Shelly:  Thank you. Thank you for having me. This is exciting. I can't wait.

Cami:  Yeah. Okay. So, when I met you in June, I was telling you--I remember I was like on a call with you and I was going through like telling you a little bit about what I was going through and you shared this story with me about--I think it was in 2015, you broke up with your fiancé, built a teepee in your living room, and rented it out on Airbnb, and you illustrated that as like a moment in your life that caused a pivot. And it was really inspirational at the time, but I wanted you to tell the audience a little bit about that moment because I think about that a lot and it's--I want people to hear that.

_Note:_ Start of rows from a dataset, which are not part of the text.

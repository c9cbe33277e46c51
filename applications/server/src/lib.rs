//! MusicApp Server Library
//!
//! REST API over the music catalog: artists, albums and songs, with
//! token authentication and an admin gate on every write.
//!
//! This library exposes the router and its parts for the binary and for tests.

pub mod api;
pub mod config;
pub mod error;
pub mod middleware;
pub mod services;
pub mod state;

// Re-export commonly used types for convenience
pub use config::ServerConfig;
pub use error::{Result, ServerError};
pub use services::auth::AuthService;
pub use state::AppState;

use axum::{
    middleware as axum_middleware,
    routing::{get, post},
    Router,
};
use tower_http::{
    cors::CorsLayer,
    trace::{DefaultMakeSpan, TraceLayer},
};
use utoipa::OpenApi;
use utoipa_swagger_ui::SwaggerUi;

/// Build the full application router, mounted under `/api`
///
/// Reads are open. Writes pass `auth_middleware` (401) and then
/// `require_admin` (403) before reaching a handler. The OpenAPI document and
/// Swagger UI are served next to the API, see [`api::docs`].
pub fn build_router(app_state: AppState) -> Router {
    // Public routes (no auth required)
    let public_routes = Router::new()
        .route("/health", get(api::health::health))
        .route("/register", post(api::auth::register))
        .route("/login", post(api::auth::login))
        // Artists
        .route("/show-artists", get(api::artists::list_artists))
        .route("/artists/:id", get(api::artists::get_artist))
        .route("/artists/:id/albums", get(api::artists::get_artist_albums))
        .route(
            "/artists/:id/albums-chansons",
            get(api::artists::get_artist_albums_chansons),
        )
        // Albums
        .route("/albums", get(api::albums::list_albums))
        .route("/albums/:id", get(api::albums::get_album))
        .route("/albums/:id/chansons", get(api::albums::get_album_chansons))
        // Chansons
        .route("/chansons", get(api::chansons::list_chansons))
        .route("/chansons/search", get(api::chansons::search_chansons))
        .route("/chansons/:id", get(api::chansons::get_chanson));

    // Authenticated routes (token required)
    let account_routes = Router::new()
        .route("/logout", post(api::auth::logout))
        .route("/user", get(api::auth::current_user))
        .route_layer(axum_middleware::from_fn_with_state(
            app_state.clone(),
            middleware::auth_middleware,
        ));

    // Admin routes (token + admin role required)
    let admin_routes = Router::new()
        .route("/artists", post(api::artists::create_artist))
        .route(
            "/artists/:id",
            axum::routing::put(api::artists::update_artist).delete(api::artists::delete_artist),
        )
        .route("/albums", post(api::albums::create_album))
        .route(
            "/albums/:id",
            axum::routing::put(api::albums::update_album).delete(api::albums::delete_album),
        )
        .route("/chansons", post(api::chansons::create_chanson))
        .route(
            "/chansons/:id",
            axum::routing::put(api::chansons::update_chanson)
                .delete(api::chansons::delete_chanson),
        )
        .route_layer(axum_middleware::from_fn(middleware::require_admin))
        .route_layer(axum_middleware::from_fn_with_state(
            app_state.clone(),
            middleware::auth_middleware,
        ));

    // Combine routes
    Router::new()
        .nest(
            "/api",
            public_routes.merge(account_routes).merge(admin_routes),
        )
        .merge(
            SwaggerUi::new(api::docs::DOCS_UI_PATH)
                .url(api::docs::OPENAPI_JSON_PATH, api::docs::ApiDoc::openapi()),
        )
        .layer(
            TraceLayer::new_for_http()
                .make_span_with(DefaultMakeSpan::default().include_headers(true)),
        )
        .layer(CorsLayer::permissive())
        .with_state(app_state)
}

Shelly:  Yeah. So, I was engaged to a man who did not want me to start a business because he thought it was too shaky. And my experience was like I had been laid off twice at this point. One is because the organization did some weird stuff, and then the second time because the boss I was working for just didn't--he didn't care about the community that he was serving. He asked me to go appear in front of city council and to testify on behalf of the organization because that's what you would do every year as an organization that handles like TANF recipients or people at workforce development.

Cami:  Okay.

Shelly:  And this particular time, I'm like, "I can't let the first time in DC city government sees me, city council sees me in support of this company that I don't believe really cares about the people it serves." I was in a pretty large multimillion-dollar contract for work for them, but I couldn't do it. So, I've seen one of my employees. He was not so happy about that, and so he laid me off, and it was a pretty tumultuous work environment already. So, I had unemployment. I decided I'm just going to chill, do art. So, I did that, engaged, and now I'm ready to either go to work, start a business, or go and do spoken word or poetry or something in art.

My fiancé was not having it and I was like, "Oh, well, maybe I'm going to be a wife. So, this is what wives do. They compromise or whatever." And so, I made some calls, landed a job, doing some patent search work because I worked at a PTO before, patent trademark office. It was cool. Great boss. I thought I was faking it well, but going to find out I wasn't. And he was like, "You're amazing, but this is not for you." So, he gave me a pretty great package, but he laid me off. And I went home and I called California psychics, and I was like, "What is happening to my life?" And the woman, she told me, "When you find the things you want to do, the money will come and you're not going to be with that guy."

So, within two months' time, my whole life flipped upside down. I threw everything out of my living room, including the fiancé. So, I got disengaged, unengaged. I don't know what the right word is. Disengaged, unengaged. And now, I decided I'm not going back to work for anyone. This is it. This person did not believe in me. I think I can do this based off of things I've accomplished before, whether it was having children young, moving in a different state, moving from city to another city, starting a life over. I'm like, "I think I can do this. I'm not going back to work for anyone." And so, from there, decided I'm going to launch a business. I don't know what I'm going to do. At the time, I was working on a festival coming to town for poetry, and our hotel block closed early. And so, I was like, "You know what, I got all this open space in my living room. I'm going to build a tent and see if some people come to sleep in it." So, I started looking on Pinterest of course because where else would you find funky ideas to build a tent, right?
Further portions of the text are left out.